Below are some records. How many of their lines contain the string "BoutiqueService"? Answer with the number alone.

Collected data:
+---+

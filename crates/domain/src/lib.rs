//! Domain layer for the boutique retail system.
//!
//! This crate provides:
//! - The entity model (items, customers, rentals, custom orders, work
//!   orders, invoices) and the `AppData` aggregate snapshot
//! - Pure domain operations that turn a snapshot plus an intent into a new,
//!   internally consistent snapshot
//! - The client-local cart aggregator
//! - `BoutiqueService`, which owns the current snapshot and drives the
//!   persistence gateway

pub mod cart;
pub mod error;
pub mod model;
pub mod money;
pub mod ops;
pub mod seed;
pub mod service;
pub mod snapshot;

pub use cart::{Cart, CartKind, CartLine, CartSession};
pub use error::DomainError;
pub use model::{
    Customer, CustomOrder, CustomOrderStatus, Invoice, InvoiceItem, Item, ItemStatus,
    MeasurementOverrides, MeasurementProfile, MeasurementUnit, Notification, NotificationKind,
    Rental, RentalLine, RentalStatus, Role, STAGE_SEQUENCE, User, WorkOrder, rental_days,
};
pub use money::Money;
pub use ops::{
    CompleteSale, ImportItems, MoveOrderStage, PlaceOrder, SaleLine, SubmitCustomOrder, UpsertItem,
    complete_sale, import_items, move_order_stage, place_order, submit_custom_order, upsert_item,
};
pub use service::{BoutiqueService, PlacedOrder, SubmittedOrder};
pub use snapshot::AppData;
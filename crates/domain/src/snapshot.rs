//! The `AppData` aggregate snapshot.

use common::{CustomOrderId, CustomerId, ItemId};
use serde::{Deserialize, Serialize};

use crate::model::{
    Customer, CustomOrder, Invoice, Item, Notification, Rental, User, WorkOrder,
};

/// The entire persisted business dataset at one point in time.
///
/// A snapshot is never mutated in place while still reachable by a caller:
/// domain operations read one snapshot and return a fresh one. Field names
/// follow the persisted JSON document (`customOrders`, `workOrders`) so the
/// seed dataset round-trips untouched.
#[derive(Debug, Clone, Default, PartialEq, Serialize, Deserialize)]
#[serde(rename_all = "camelCase")]
pub struct AppData {
    pub customers: Vec<Customer>,
    pub items: Vec<Item>,
    pub rentals: Vec<Rental>,
    pub custom_orders: Vec<CustomOrder>,
    pub work_orders: Vec<WorkOrder>,
    pub invoices: Vec<Invoice>,
    pub users: Vec<User>,
    pub notifications: Vec<Notification>,
}

impl AppData {
    /// Looks up an item by id.
    pub fn item(&self, id: &ItemId) -> Option<&Item> {
        self.items.iter().find(|i| &i.id == id)
    }

    /// Looks up a customer by id.
    pub fn customer(&self, id: &CustomerId) -> Option<&Customer> {
        self.customers.iter().find(|c| &c.id == id)
    }

    /// Looks up a custom order by id.
    pub fn custom_order(&self, id: &CustomOrderId) -> Option<&CustomOrder> {
        self.custom_orders.iter().find(|o| &o.id == id)
    }

    /// Total units on hand across all items.
    pub fn total_stock(&self) -> u64 {
        self.items.iter().map(|i| i.qty as u64).sum()
    }
}
//! Paid-invoice revenue grouped by calendar month.

use std::collections::BTreeMap;

use chrono::Datelike;
use domain::{AppData, Money};
use serde::Serialize;

/// Revenue for one calendar month.
#[derive(Debug, Clone, PartialEq, Serialize)]
pub struct MonthlyRevenue {
    pub year: i32,
    pub month: u32,
    pub revenue: Money,
    /// Change versus the previous listed month, in percent. `None` for the
    /// first month or when the previous month's revenue was zero.
    pub change_pct: Option<f64>,
}

/// Groups paid invoices by the month they were created, oldest first, with
/// month-over-month change.
pub fn monthly_revenue(data: &AppData) -> Vec<MonthlyRevenue> {
    let mut buckets: BTreeMap<(i32, u32), Money> = BTreeMap::new();
    for invoice in data.invoices.iter().filter(|i| i.paid) {
        let key = (invoice.created_at.year(), invoice.created_at.month());
        let entry = buckets.entry(key).or_insert_with(Money::zero);
        *entry += invoice.total_amount;
    }

    let mut months = Vec::with_capacity(buckets.len());
    let mut prev: Option<Money> = None;
    for ((year, month), revenue) in buckets {
        let change_pct = prev.and_then(|p| {
            if p.is_zero() {
                None
            } else {
                Some((revenue.paise() - p.paise()) as f64 / p.paise() as f64 * 100.0)
            }
        });
        months.push(MonthlyRevenue {
            year,
            month,
            revenue,
            change_pct,
        });
        prev = Some(revenue);
    }
    months
}
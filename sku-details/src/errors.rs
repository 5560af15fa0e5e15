use thiserror::Error;

/// Result type alias for sku-details operations
pub type Result<T, E = SkuDetailsError> = std::result::Result<T, E>;

/// The call to the billing service could not complete.
#[derive(Error, Debug)]
pub enum TransportError {
    #[error("HTTP client error: {0}")]
    Http(#[from] reqwest::Error),

    #[error("Billing service returned status {0}")]
    UnexpectedStatus(reqwest::StatusCode),

    #[error("Billing service disconnected: {0}")]
    Disconnected(String),
}

/// Errors that abort a request before it can produce an outcome
#[derive(Error, Debug)]
pub enum SkuDetailsError {
    #[error("Transport error: {0}")]
    Transport(#[from] TransportError),

    #[error("Malformed response: {0}")]
    MalformedResponse(#[from] serde_json::Error),
}
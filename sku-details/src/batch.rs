//! Sequential batch execution against the billing service.
//!
//! The SKU list is cut into consecutive batches of at most [`MAX_BATCH_SIZE`]
//! ids. Batches are sent one at a time, in order:
//!
//! ```text
//! Pending -> Executing(0) -> Executing(1) -> ... -> Completed
//!                 |               |
//!                 +---------------+--> Aborted   (service reported an error)
//!                 +---------------+--> Err(..)   (transport or parse failure)
//! ```
//!
//! Details of finished batches are only returned once every batch succeeded.
//! An abort or an error drops everything collected so far.

use crate::errors::Result;
use crate::metrics_defs::{BATCH_CALLS, BATCH_DURATION, BATCH_SIZE};
use crate::protocol::{Sku, Skus};
use crate::request::RequestOutcome;
use crate::service::BillingContext;
use std::ops::ControlFlow;
use std::time::Instant;

/// Maximum number of SKU ids the billing service accepts in one call.
///
/// This is an undocumented limit of the platform, not a tunable: larger
/// batches are rejected by the service. 20 matches the platform's own samples.
pub const MAX_BATCH_SIZE: usize = 20;

/// Splits a SKU list into consecutive batches of at most [`MAX_BATCH_SIZE`].
///
/// Every batch but the last is full. An empty list yields no batches.
pub fn split_batches(skus: &[String]) -> std::slice::Chunks<'_, String> {
    skus.chunks(MAX_BATCH_SIZE)
}

/// Sends the batches of one request and aggregates their details.
pub struct BatchExecutor<'a> {
    context: &'a BillingContext,
}

impl<'a> BatchExecutor<'a> {
    pub fn new(context: &'a BillingContext) -> Self {
        Self { context }
    }

    /// Runs every batch of `skus` in order.
    ///
    /// Returns `Completed` with details in batch order when all batches
    /// succeed, `Aborted` at the first batch the error handler flags, and an
    /// error as soon as a call or a parse fails.
    pub async fn execute(&self, product: &str, skus: &[String]) -> Result<RequestOutcome<Skus>> {
        let mut details = Vec::with_capacity(skus.len());

        for (batch_index, batch) in split_batches(skus).enumerate() {
            match self.execute_batch(product, batch_index, batch).await? {
                ControlFlow::Continue(batch_details) => details.extend(batch_details),
                ControlFlow::Break(()) => {
                    tracing::debug!(
                        product,
                        batch_index,
                        discarded = details.len(),
                        "Service error, aborting request"
                    );
                    return Ok(RequestOutcome::Aborted { batch_index });
                }
            }
        }

        Ok(RequestOutcome::Completed(Skus::new(product, details)))
    }

    /// Sends a single batch.
    ///
    /// Breaks when the response is a service error, which the error handler
    /// has already reported.
    async fn execute_batch(
        &self,
        product: &str,
        batch_index: usize,
        batch: &[String],
    ) -> Result<ControlFlow<(), Vec<Sku>>> {
        assert!(
            batch.len() <= MAX_BATCH_SIZE,
            "SKU batch of {} exceeds the limit of {MAX_BATCH_SIZE}",
            batch.len()
        );

        crate::counter!(BATCH_CALLS, "product" => product.to_string()).increment(1);
        crate::histogram!(BATCH_SIZE).record(batch.len() as f64);

        let started = Instant::now();
        let response = self
            .context
            .service
            .get_sku_details(
                self.context.api_version,
                &self.context.package_name,
                product,
                batch,
            )
            .await;
        crate::histogram!(BATCH_DURATION).record(started.elapsed().as_secs_f64());

        let response = response.inspect_err(|e| {
            tracing::error!(product, batch_index, error = %e, "Billing service call failed");
        })?;

        if self.context.error_handler.handle_error(&response) {
            return Ok(ControlFlow::Break(()));
        }

        let batch_details = self.context.parser.parse(&response, product)?;
        Ok(ControlFlow::Continue(batch_details))
    }
}
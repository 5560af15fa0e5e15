use crate::errors::TransportError;
use crate::protocol::{ResponseCode, ServiceResponse};
use crate::service::{BillingService, ErrorHandler, ReportingErrorHandler};
use async_trait::async_trait;
use std::collections::HashMap;
use std::sync::Mutex;
use std::sync::atomic::{AtomicUsize, Ordering};

/// What the mock service does on a given call.
#[derive(Clone, Debug)]
pub enum MockReply {
    /// Answer with one details document per requested SKU
    Details,
    /// Answer with an error response code
    Error(ResponseCode),
    /// Fail the call itself
    Disconnect,
}

/// Billing service that records every batch it receives.
///
/// Calls answer with [`MockReply::Details`] unless another reply is scripted
/// for their index.
#[derive(Default)]
pub struct MockBillingService {
    calls: Mutex<Vec<Vec<String>>>,
    replies: HashMap<usize, MockReply>,
}

impl MockBillingService {
    pub fn new() -> Self {
        Self::default()
    }

    pub fn with_reply(mut self, call_index: usize, reply: MockReply) -> Self {
        self.replies.insert(call_index, reply);
        self
    }

    /// Batches received so far, in call order.
    pub fn calls(&self) -> Vec<Vec<String>> {
        self.calls.lock().unwrap().clone()
    }

    pub fn batch_sizes(&self) -> Vec<usize> {
        self.calls().iter().map(Vec::len).collect()
    }
}

pub fn sku_json(id: &str) -> String {
    serde_json::json!({
        "productId": id,
        "type": "inapp",
        "price": "$0.99",
        "price_amount_micros": 990000,
        "price_currency_code": "USD",
        "title": format!("Title of {id}"),
        "description": format!("Description of {id}"),
    })
    .to_string()
}

#[async_trait]
impl BillingService for MockBillingService {
    async fn get_sku_details(
        &self,
        _api_version: u32,
        _package_name: &str,
        _product: &str,
        skus: &[String],
    ) -> Result<ServiceResponse, TransportError> {
        let call_index = {
            let mut calls = self.calls.lock().unwrap();
            calls.push(skus.to_vec());
            calls.len() - 1
        };

        match self.replies.get(&call_index).unwrap_or(&MockReply::Details) {
            MockReply::Details => Ok(ServiceResponse::ok(
                skus.iter().map(|sku| sku_json(sku)).collect(),
            )),
            MockReply::Error(code) => Ok(ServiceResponse::error(*code)),
            MockReply::Disconnect => Err(TransportError::Disconnected(format!(
                "call {call_index} dropped"
            ))),
        }
    }
}

/// Error handler that counts how many responses it inspected.
#[derive(Default)]
pub struct CountingErrorHandler {
    inner: ReportingErrorHandler,
    inspected: AtomicUsize,
}

impl CountingErrorHandler {
    pub fn inspected(&self) -> usize {
        self.inspected.load(Ordering::SeqCst)
    }
}

impl ErrorHandler for CountingErrorHandler {
    fn handle_error(&self, response: &ServiceResponse) -> bool {
        self.inspected.fetch_add(1, Ordering::SeqCst);
        self.inner.handle_error(response)
    }
}

/// SKU ids `sku_00`, `sku_01`, ... in reverse order.
pub fn sku_ids(count: usize) -> Vec<String> {
    (0..count).rev().map(|i| format!("sku_{i:02}")).collect()
}
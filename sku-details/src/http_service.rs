//! Billing service reached over HTTP.
//!
//! Each batch is a `POST {url}/v{api_version}/sku-details` with a JSON
//! [`SkuDetailsQuery`] body. The service answers with a JSON
//! [`ServiceResponse`]. Anything that keeps the call from producing such a
//! response (connection failure, timeout, non-2xx status, undecodable body)
//! is a [`TransportError`].

use crate::config::ServiceConfig;
use crate::errors::TransportError;
use crate::protocol::{ServiceResponse, SkuDetailsQuery};
use crate::service::BillingService;
use async_trait::async_trait;
use url::Url;

pub struct HttpBillingService {
    client: reqwest::Client,
    base_url: Url,
}

impl HttpBillingService {
    pub fn new(config: &ServiceConfig) -> Result<Self, TransportError> {
        let mut builder = reqwest::Client::builder();
        if let Some(timeout) = config.timeout() {
            builder = builder.timeout(timeout);
        }

        Ok(Self {
            client: builder.build()?,
            base_url: config.url.clone(),
        })
    }

    fn endpoint(&self, api_version: u32) -> String {
        format!(
            "{}/v{api_version}/sku-details",
            self.base_url.as_str().trim_end_matches('/')
        )
    }
}

#[async_trait]
impl BillingService for HttpBillingService {
    async fn get_sku_details(
        &self,
        api_version: u32,
        package_name: &str,
        product: &str,
        skus: &[String],
    ) -> Result<ServiceResponse, TransportError> {
        let query = SkuDetailsQuery {
            package_name: package_name.to_string(),
            product: product.to_string(),
            item_ids: skus.to_vec(),
        };

        let response = self
            .client
            .post(self.endpoint(api_version))
            .json(&query)
            .send()
            .await?;

        if !response.status().is_success() {
            return Err(TransportError::UnexpectedStatus(response.status()));
        }

        Ok(response.json::<ServiceResponse>().await?)
    }
}

#[cfg(test)]
mod tests {
    use super::*;
    use crate::protocol::ResponseCode;
    use crate::request::{GetSkuDetailsRequest, RequestOutcome};
    use crate::service::BillingContext;
    use crate::testutils::{sku_ids, sku_json};
    use axum::extract::State;
    use axum::http::StatusCode;
    use axum::routing::post;
    use axum::{Json, Router};
    use std::sync::Arc;
    use std::sync::atomic::{AtomicUsize, Ordering};
    use std::time::Duration;
    use tokio::net::TcpListener;

    async fn sku_details(
        State(calls): State<Arc<AtomicUsize>>,
        Json(query): Json<SkuDetailsQuery>,
    ) -> Json<ServiceResponse> {
        calls.fetch_add(1, Ordering::SeqCst);
        if query.package_name == "com.example.unknown" {
            return Json(ServiceResponse::error(ResponseCode::DeveloperError));
        }
        Json(ServiceResponse::ok(
            query.item_ids.iter().map(|id| sku_json(id)).collect(),
        ))
    }

    async fn spawn_server(app: Router) -> Url {
        let listener = TcpListener::bind("127.0.0.1:0").await.unwrap();
        let addr = listener.local_addr().unwrap();
        tokio::spawn(async move {
            axum::serve(listener, app).await.unwrap();
        });
        Url::parse(&format!("http://{addr}/")).unwrap()
    }

    fn service_config(url: Url) -> ServiceConfig {
        ServiceConfig {
            url,
            timeout_secs: Some(5),
        }
    }

    #[tokio::test]
    async fn test_request_over_http() {
        let calls = Arc::new(AtomicUsize::new(0));
        let app = Router::new()
            .route("/v3/sku-details", post(sku_details))
            .with_state(calls.clone());
        let url = spawn_server(app).await;

        let service = HttpBillingService::new(&service_config(url)).unwrap();
        let context = BillingContext::new(Arc::new(service), "com.example.app");

        let request = GetSkuDetailsRequest::new("inapp", sku_ids(25));
        let skus = request.execute(&context).await.unwrap().completed().unwrap();

        assert_eq!(calls.load(Ordering::SeqCst), 2);
        assert_eq!(skus.len(), 25);
        assert_eq!(skus.list[0].id, "sku_00");
        assert_eq!(skus.list[0].detailed_price.currency, "USD");
    }

    #[tokio::test]
    async fn test_service_error_response() {
        let calls = Arc::new(AtomicUsize::new(0));
        let app = Router::new()
            .route("/v3/sku-details", post(sku_details))
            .with_state(calls.clone());
        let url = spawn_server(app).await;

        let service = HttpBillingService::new(&service_config(url)).unwrap();
        let context = BillingContext::new(Arc::new(service), "com.example.unknown");

        let outcome = GetSkuDetailsRequest::new("inapp", sku_ids(25))
            .execute(&context)
            .await
            .unwrap();

        assert_eq!(outcome, RequestOutcome::Aborted { batch_index: 0 });
        assert_eq!(calls.load(Ordering::SeqCst), 1);
    }

    #[tokio::test]
    async fn test_unexpected_status() {
        let app = Router::new().route(
            "/v3/sku-details",
            post(|| async { StatusCode::SERVICE_UNAVAILABLE }),
        );
        let url = spawn_server(app).await;

        let service = HttpBillingService::new(&service_config(url)).unwrap();
        let result = service
            .get_sku_details(3, "com.example.app", "inapp", &sku_ids(1))
            .await;

        assert!(matches!(
            result,
            Err(TransportError::UnexpectedStatus(status)) if status == reqwest::StatusCode::SERVICE_UNAVAILABLE
        ));
    }

    #[tokio::test]
    async fn test_timeout_is_a_transport_error() {
        let app = Router::new().route(
            "/v3/sku-details",
            post(|| async {
                tokio::time::sleep(Duration::from_secs(5)).await;
                StatusCode::OK
            }),
        );
        let url = spawn_server(app).await;

        let config = ServiceConfig {
            url,
            timeout_secs: Some(1),
        };
        let service = HttpBillingService::new(&config).unwrap();
        let result = service
            .get_sku_details(3, "com.example.app", "inapp", &sku_ids(1))
            .await;

        assert!(matches!(result, Err(TransportError::Http(e)) if e.is_timeout()));
    }

    #[tokio::test]
    async fn test_unreachable_service() {
        let config = service_config(Url::parse("http://localhost:1").unwrap());
        let service = HttpBillingService::new(&config).unwrap();

        let result = service
            .get_sku_details(3, "com.example.app", "inapp", &sku_ids(1))
            .await;

        assert!(matches!(result, Err(TransportError::Http(_))));
    }

    #[test]
    fn test_endpoint() {
        let config = service_config(Url::parse("http://billing.example.com/api/").unwrap());
        let service = HttpBillingService::new(&config).unwrap();
        assert_eq!(
            service.endpoint(3),
            "http://billing.example.com/api/v3/sku-details"
        );
    }
}
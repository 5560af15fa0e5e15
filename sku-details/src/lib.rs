//! Fetches SKU details from a billing service that accepts only a few SKUs
//! per call.
//!
//! A [`GetSkuDetailsRequest`] sorts its SKUs, sends them in batches of at most
//! [`MAX_BATCH_SIZE`](batch::MAX_BATCH_SIZE), and returns the details of all
//! batches together, or nothing if any batch fails. Its cache key does not
//! depend on the order the SKUs were given in.

pub mod batch;
pub mod cache;
pub mod cache_key;
pub mod config;
pub mod errors;
pub mod http_service;
pub mod metrics_defs;
pub mod protocol;
pub mod request;
pub mod service;

#[cfg(test)]
mod testutils;

pub use cache::BillingClient;
pub use errors::{Result, SkuDetailsError, TransportError};
pub use protocol::{Sku, Skus};
pub use request::{GetSkuDetailsRequest, Request, RequestOutcome, RequestType, Response};
pub use service::{BillingContext, BillingService, ErrorHandler, ResultParser};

+---+

### The answer
2